I was on a college campus, speaking on the subject of personal and relational evangelism at a local campus ministry. After my talk was over, a student came up and asked if he could talk privately for a moment. We stepped outside and in the parking lot he said, “Jimmy, I’m a Christian but my suite mates don’t know that I’m a Christian. I’ve not lived in front of them like a Christian should live.” He went on to say, “I’ve been out drinking with them and to several parties. I’ve said things that a Christian shouldn’t be saying.” Then, with conviction in his voice, he asked, “How am I going to witness to them after I’ve lived like this?”
How indeed! What do you say to someone who now realizes his life can validate or nullify his words? In this young man’s case, totally nullify.

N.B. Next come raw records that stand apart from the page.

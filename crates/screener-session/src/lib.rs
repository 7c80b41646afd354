//! Client-side session management for the screener.
//!
//! This crate owns the lifecycle of a logged-in user:
//!
//! 1. **Persistence**: the token pair lives in key/value [`Storage`]
//!    behind a [`TokenStore`], so a session survives restarts
//! 2. **Identity**: the user is the decoded claims of the access token
//!    ([`derive_identity`]), recomputed whenever the pair changes
//! 3. **Transitions**: [`SessionContext`] is the only writer of session
//!    state (`Initializing → Anonymous ⇄ Authenticated`)
//!
//! # How it fits in the stack
//!
//! ```text
//! Router (above)   ← reads SessionSnapshot to gate protected views
//!     ↕
//! Session (this crate)  ← owns tokens + identity, talks to a TokenIssuer
//!     ↕
//! Protocol (below)  ← TokenPair, Credentials, codecs
//! ```

#![allow(async_fn_in_trait)]

mod auth;
mod claims;
mod context;
mod effects;
mod error;
mod session;
mod store;

pub use auth::{IssueOutcome, TokenIssuer};
pub use claims::{decode_claims, derive_identity, unix_now, Claims, DecodeError, Subject};
pub use context::SessionContext;
pub use effects::{EffectLog, SessionEffects};
pub use error::SessionError;
pub use session::{SessionConfig, SessionSnapshot, SessionState};
pub use store::{FileStorage, MemoryStorage, Storage, TokenStore};

/// Where a successful login lands.
pub const HOME_PATH: &str = "/";

/// Where logout lands.
pub const LOGIN_PATH: &str = "/login";

/// The generic notice shown when a login attempt fails for any reason.
pub const LOGIN_FAILED_NOTICE: &str = "Something Went Wrong";

/// Storage key holding the JSON-serialized token pair.
pub const TOKEN_STORAGE_KEY: &str = "authTokens";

Christendom doesn’t need another believer who says one thing but lives another. My first thought was to tell him not, under any circumstances, to tell his friends he is a Christian. But won’t solve the problem nor will it open a door to reaching his friends for Christ. Then came the second thought. Praise God for second thoughts.
If this man wanted to set his life right before God and to do what God had sent him onto that campus to do, share Christ not just get a degree, then he would need to make some changes.
First, he needed to personally make sure his relationship with Christ was what it should be. That would involve repentance, among other things. Second, he needed to tell some of his Christian friends and the director of the campus ministry about his situation, what he was going to do, and ask for prayer. Third, get his thoughts together on how he was going to handle the situation with his suite mates. He needed to first of all go to them, whether individually or as a group and ask for their forgiveness. I suggested he say to them, “Guys, you’ve known me for several months, and in those months I have not been living like I should. This has bothered me and I want to make it right. I am a Christian but I’ve not been living like one. I have been a hypocrite. I am sorry and I ask for your forgiveness. Will you forgive me?” Now these guys may not know what to say, but he have come clean with them. this may even be an opportunity for beginning a spiritual conversation. At the very least, these guys will be watching him very closely for awhile. This will be his opportunity to live in the forgiveness, grace and power of Christ.
When believers allow sin into their lives, it nullifies their ability to effectively share Christ. In fact, it will make a Christian not want to share. This kind of defeat will spread to other parts of their life as well. Prayer will suffer. Bible Study will suffer. Everything in their spiritual life will be brought down. The solution is to root out sin whenever and wherever it is found. Holiness is important in personal evangelism, but as you see, it is also important in the whole of your life. No sin is worth losing your peace with God and power for sharing Christ.